On Sun, May 03, 2020 at 09:41:00PM -0700, Christopher Barker wrote:
> On Sun, May 3, 2020 at 6:17 PM Steven D'Aprano <st...@pearwood.info> wrote:
> 
> > > >     map(func, x, y, strict=True)  # ?
> > > >
> > > > Admittedly the word "strict" in the context of `map` would be rather
> > > > confusing.
> > > >
> > >
> > > This a really good argument for "equal" rather than "strict".
> >
> > Sorry, I'm not seeing why this would be confusing for `map` but not
> > `zip`. And "equal" might suggest that x and y need to be equal.
> >
> 
> of course it would be confusing for zip.

Dominik seems to think that it is acceptable for zip but confusing for 
map, so I don't think that any confusion deserves to be described with 
"of course". At least, it's not obvious to me why it is confusing.

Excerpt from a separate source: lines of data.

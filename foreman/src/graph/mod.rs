//! The multi-agent state graph.
//!
//! Nodes are the supervisor, one node per worker, and a no-op
//! `human_approval` interrupt marker. Edges are conditional on state: the
//! supervisor's out-edge follows its routing decision, a worker's out-edge
//! self-loops until the worker completes, hits its iteration ceiling, or
//! defers a sensitive call. In the deferred case the graph checkpoints and
//! yields control before the approval node runs (`interrupt_before`
//! semantics).
//!
//! Every node invocation commits a checkpoint plus its channel writes, so a
//! run can be resumed from its last committed state after a crash, a pause,
//! or a process restart.

pub mod events;

pub use events::{AgentEvent, EventStream, ToolCallInfo};

use std::collections::HashMap;
use std::sync::Arc;

use async_stream::stream;
use tracing::{debug, info, warn};
use uuid::Uuid;

use crate::checkpoint::{
    Checkpoint, CheckpointConfig, CheckpointMetadata, SharedCheckpointer,
};
use crate::config::EngineConfig;
use crate::error::{EngineError, Result};
use crate::message::Message;
use crate::model::ModelSet;
use crate::prompts::WorkerDescriptor;
use crate::state::{CounterUpdate, GraphState, Route, StateUpdate};
use crate::supervisor::Supervisor;
use crate::worker::Worker;

/// Node name of the supervisor.
pub const SUPERVISOR_NODE: &str = "supervisor";

/// Node name of the human-approval interrupt marker.
pub const HUMAN_APPROVAL_NODE: &str = "human_approval";

/// Metadata source tag for the turn-start checkpoint.
const SOURCE_INPUT: &str = "input";
/// Metadata source tag for ordinary node checkpoints.
const SOURCE_LOOP: &str = "loop";
/// Metadata source tag for the checkpoint written at the approval pause.
const SOURCE_INTERRUPT: &str = "interrupt";
/// Metadata source tag for externally applied approve/deny writes.
const SOURCE_UPDATE: &str = "update";

/// Builder for [`AgentGraph`].
#[derive(Default)]
pub struct AgentGraphBuilder {
    workers: Vec<Worker>,
    models: Option<ModelSet>,
    checkpointer: Option<SharedCheckpointer>,
    config: EngineConfig,
}

impl AgentGraphBuilder {
    /// Add a worker node.
    #[must_use]
    pub fn worker(mut self, worker: Worker) -> Self {
        self.workers.push(worker);
        self
    }

    /// Add several worker nodes.
    #[must_use]
    pub fn workers(mut self, workers: impl IntoIterator<Item = Worker>) -> Self {
        self.workers.extend(workers);
        self
    }

    /// Set the model pair.
    #[must_use]
    pub fn models(mut self, models: ModelSet) -> Self {
        self.models = Some(models);
        self
    }

    /// Set the checkpoint store.
    #[must_use]
    pub fn checkpointer(mut self, checkpointer: SharedCheckpointer) -> Self {
        self.checkpointer = Some(checkpointer);
        self
    }

    /// Override the engine configuration.
    #[must_use]
    pub const fn config(mut self, config: EngineConfig) -> Self {
        self.config = config;
        self
    }

    /// Compile the graph.
    ///
    /// # Errors
    ///
    /// Fails when models or the checkpointer are missing, when no workers
    /// are registered, or when a worker name collides with a reserved node
    /// name or another worker.
    pub fn build(self) -> Result<AgentGraph> {
        let models = self
            .models
            .ok_or_else(|| EngineError::configuration("a model set is required"))?;
        let checkpointer = self
            .checkpointer
            .ok_or_else(|| EngineError::configuration("a checkpointer is required"))?;
        if self.workers.is_empty() {
            return Err(EngineError::configuration("at least one worker is required"));
        }

        let mut workers = HashMap::new();
        let mut roster = Vec::with_capacity(self.workers.len());
        for worker in self.workers {
            let name = worker.name().to_owned();
            if name == SUPERVISOR_NODE || name == HUMAN_APPROVAL_NODE {
                return Err(EngineError::configuration(format!(
                    "worker name '{name}' is reserved"
                )));
            }
            roster.push(WorkerDescriptor::new(&name, worker.description()));
            if workers.insert(name.clone(), Arc::new(worker)).is_some() {
                return Err(EngineError::configuration(format!(
                    "duplicate worker name '{name}'"
                )));
            }
        }

        let supervisor = Supervisor::new(Arc::clone(models.routing()), roster, self.config);

        Ok(AgentGraph {
            supervisor,
            workers,
            models,
            checkpointer,
            config: self.config,
        })
    }
}

/// The compiled graph: supervisor + workers + the approval interrupt, over a
/// durable checkpoint store.
pub struct AgentGraph {
    supervisor: Supervisor,
    workers: HashMap<String, Arc<Worker>>,
    models: ModelSet,
    checkpointer: SharedCheckpointer,
    config: EngineConfig,
}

We currently have a pair of zip functions that are tolerant of 
mismatched data: zip stops at the shortest input, and zip_longest pads 
the input. This proposal would be a strict version of zip.


[...]
> > Perhaps "truncate" or even "trunc" is a better keyword than either
> > strict or equal. Not that I'm arguing for a keyword here.
> >
> 
> But it wouldn't be truncating anything.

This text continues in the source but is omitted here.